> Given records:
━━━━━━━━━━

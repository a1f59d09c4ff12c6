//! Bounded worker pool.
//!
//! At most `concurrency` tasks run at once. A task is only started after a
//! permit is acquired and the cancel token is re-checked, so nothing new
//! starts once the token is raised.
use std::future::Future;
use std::sync::Arc;

use tokio::sync::Semaphore;
use tokio::task::JoinSet;

use folio_core::CancelToken;

pub struct WorkerPool<T> {
    permits: Arc<Semaphore>,
    cancel: CancelToken,
    running: JoinSet<T>,
    started: usize,
}

impl<T: Send + 'static> WorkerPool<T> {
    pub fn new(concurrency: usize, cancel: CancelToken) -> Self {
        Self {
            permits: Arc::new(Semaphore::new(concurrency.max(1))),
            cancel,
            running: JoinSet::new(),
            started: 0,
        }
    }

    /// Wait for a free worker and start `task` on it.
    ///
    /// Returns `false` without starting anything when the run is cancelled
    /// before a worker frees up.
    pub async fn submit<F>(&mut self, task: F) -> bool
    where
        F: Future<Output = T> + Send + 'static,
    {
        let permit = tokio::select! {
            biased;
            () = self.cancel.cancelled() => return false,
            permit = Arc::clone(&self.permits).acquire_owned() => match permit {
                Ok(permit) => permit,
                Err(_) => return false,
            },
        };
        if self.cancel.is_cancelled() {
            return false;
        }
        self.started += 1;
        self.running.spawn(async move {
            let _permit = permit;
            task.await
        });
        true
    }

    /// Tasks started so far.
    pub fn started(&self) -> usize {
        self.started
    }

    /// Wait for every started task. A panicking task brings the caller down.
    pub async fn join(mut self) -> Vec<T> {
        let mut out = Vec::with_capacity(self.running.len());
        while let Some(joined) = self.running.join_next().await {
            match joined {
                Ok(value) => out.push(value),
                Err(e) => resume(e),
            }
        }
        out
    }
}

fn resume<T>(err: tokio::task::JoinError) -> T {
    match err.try_into_panic() {
        Ok(payload) => std::panic::resume_unwind(payload),
        Err(e) => panic!("worker task aborted: {e}"),
    }
}

#[cfg(test)]
mod tests {
    use super::*;
    use std::sync::atomic::{AtomicUsize, Ordering};
    use std::time::Duration;

    #[tokio::test]
    async fn cancelled_pool_refuses_work() {
        let cancel = CancelToken::new();
        let mut pool = WorkerPool::new(2, cancel.clone());
        assert!(pool.submit(async { 1 }).await);
        cancel.cancel();
        assert!(!pool.submit(async { 2 }).await);
        assert_eq!(pool.started(), 1);
        assert_eq!(pool.join().await, vec![1]);
    }

    #[tokio::test]
    async fn submit_waits_for_a_free_worker() {
        let cancel = CancelToken::new();
        let mut pool = WorkerPool::new(1, cancel.clone());
        let done = Arc::new(AtomicUsize::new(0));
        for _ in 0..3 {
            let done = done.clone();
            pool.submit(async move {
                tokio::time::sleep(Duration::from_millis(5)).await;
                done.fetch_add(1, Ordering::SeqCst);
            })
            .await;
        }
        // The third submit only returned once the first two had finished.
        assert!(done.load(Ordering::SeqCst) >= 2);
        pool.join().await;
        assert_eq!(done.load(Ordering::SeqCst), 3);
    }

    #[tokio::test]
    #[should_panic(expected = "boom")]
    async fn task_panics_propagate() {
        let mut pool = WorkerPool::<()>::new(1, CancelToken::new());
        pool.submit(async { panic!("boom") }).await;
        pool.join().await;
    }
}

━━━━━━━━━━

> What you should do:
Going through the records above, state how many lines carry "false", with no other text.

> The completed task:
4